【街景寸考】初めての能楽鑑賞

 Date:2017年09月27日08時01分 
 Category:エッセイ 
 SubCategory:街景寸考 
 Area:指定なし 
 Writer:大昭寺いさじ
 先日、能楽というものを初めて鑑賞した。否、鑑賞というような高等なレベルのものではない。漫然と舞台を眺めていただけという感じである。

 能楽といえば、シテ役とワキ役という登場人物がいるらしいことぐらいしか知らなかった。劇の類であることは承知していたが、セリフも合唱もすべて文語調の謡いなので、物語の筋が解るはずもなかった。

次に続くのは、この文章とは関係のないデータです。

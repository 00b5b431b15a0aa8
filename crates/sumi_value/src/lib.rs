//! Sumi Value - runtime instances of registered enum types.
//!
//! This crate provides:
//! - `Value`: scalar field values plus nested variants
//! - `Payload`: the data supplied to and returned from a variant
//! - `VariantValue`: a discriminant paired with a payload that always
//!   matches the descriptor at that discriminant
//! - `ValueError`: construction and extraction failures
//!
//! # Invariant
//!
//! A `VariantValue` can only be built through [`construct`], which checks the
//! payload against the descriptor. The tag and payload are stored together
//! and never change after construction.

mod error;
mod payload;
mod value;
mod variant;

pub use error::{ShapeMismatch, ValueError};
pub use payload::Payload;
pub use value::Value;
pub use variant::{construct, construct_named, construct_positional, construct_unit, VariantValue};
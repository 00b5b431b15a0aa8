//! Sumi - tagged-variant values with exhaustive matching.
//!
//! Enum types are registered once and live for the rest of the process.
//! Values are immutable and always hold exactly one variant with a payload
//! that conforms to that variant's declared shape. Matching is validated
//! for coverage before any arm runs.
//!
//! ```text
//! register("IpKind", [V4(byte, byte, byte, byte), V6(text)])
//! construct(IpKind, "V4", [127, 0, 0, 1])
//! evaluate(home, arms { V4(a, b, c, d) => ..., V6(addr) => ... })
//! ```
//!
//! This crate re-exports the component crates and adds a unified [`Error`].

use std::sync::Once;

pub use sumi_match::{
    compile, evaluate, validate, Arm, ArmPattern, ArmShape, BinderIssue, BinderSpec, Bindings,
    DispatchPlan, MatchArms, MatchEngine, MatchError, DEFAULT_PLAN_CAPACITY,
};
pub use sumi_option::{
    and_then, into_native, is_absent, is_present, map, or_else, unwrap, unwrap_or, OptionError,
    OptionType,
};
pub use sumi_types::{
    lookup, register, register_instance, registered_count, EnumType, EnumTypeHandle, FieldDef,
    PayloadShape, RegistryError, TypeId, TypeTag, VariantDescriptor,
};
pub use sumi_value::{
    construct, construct_named, construct_positional, construct_unit, Payload, ShapeMismatch,
    Value, ValueError, VariantValue,
};

/// Any error produced by the variant system.
#[derive(Clone, Debug, PartialEq, Eq, thiserror::Error)]
pub enum Error {
    #[error(transparent)]
    Registry(#[from] RegistryError),

    #[error(transparent)]
    Value(#[from] ValueError),

    #[error(transparent)]
    Match(#[from] MatchError),

    #[error(transparent)]
    Option(#[from] OptionError),
}

/// Result alias over [`Error`].
pub type Result<T, E = Error> = std::result::Result<T, E>;

static TRACING_INIT: Once = Once::new();

/// Install a `fmt` subscriber filtered by `RUST_LOG`.
///
/// Does nothing unless `RUST_LOG` is set, or if a global subscriber is
/// already installed. Safe to call multiple times.
/// Enable with `RUST_LOG=sumi_match=debug` or `RUST_LOG=sumi_value=trace`.
pub fn init_tracing() {
    TRACING_INIT.call_once(|| {
        use tracing_subscriber::{fmt, prelude::*, EnvFilter};

        if std::env::var("RUST_LOG").is_ok() {
            let filter = EnvFilter::from_default_env();
            // Another subscriber may already be installed by the host.
            let _ = tracing_subscriber::registry()
                .with(fmt::layer().with_target(true).with_level(true))
                .with(filter)
                .try_init();
        }
    });
}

 加えて、この日の舞台で動くものと言えば、シテ役のゆっくりした所作だけであり、歌舞伎のような大げさな立ち振る舞いや、空中を飛び回るというような刺激的な場面はまったくなく、謡いや楽器がなければ静止画像を見ているような退屈な気分だった。

 公演は3時間以上も予定されていた。この退屈な時間を凌いでいくには、居眠りを決め込むしかなかった。実際、断続的にではあるが眠ることができた。眠りから覚めてからは頭が軽くなり、軽くなった頭を使って出演者の役割を観察してみようという気になった。

 シテ役は一番派手な装束をまとい、一人謡いながら舞っていた。女性用の能面を被って舞っていたが、その表情は微笑んでいるような、悲しんでいるような、はたまた困っているような、怒っているような、何とも神秘的な表情に見えていた。

 ワキ役は「旅の僧」だったが、謡いも舞いもほとんどなく、正座をしたまま気の毒なほど長時間じっとしていただけだった。楽器方は三人、舞台に向かって右から低くポンと鳴る鼓、高くパーンと鳴る鼓、尺八のような音色のする横笛を演奏していた。

 舞台の右端には、謡いの合唱方が2列横隊で8人正座をしていた。合唱をしない間は両手を袴の中に隠し、合唱をするときは両手を出して、ひざ元の扇子を片手で床の上に立てた。これら動作は、シンクロのように同時に行われていた。

 舞台の最後尾に座っているだけの二人の役割がしばらく分からなかった。その役割を知ろうと、張り込み捜査のように凝視していたら、ようやく突き止めることができた。シテやワキがまとっている装束を、ほんの少しだけ整えるという役割だった。恰好だけだった。

 今回、この能楽に出席する機会を得ることができたのは、9歳の孫娘が所属する能楽クラブの関係からだった。その孫娘は退屈な思いもしたであろうが、ともかくも長い公演を最後まで見入っていたのには感心した。

 それに比べ祖父という立場にありながら、間抜け面をし続けていた自分が恥ずかしく、能楽を少しも理解できないまま会場を後にした自分が、ひどく低俗な人間のようにも思えた。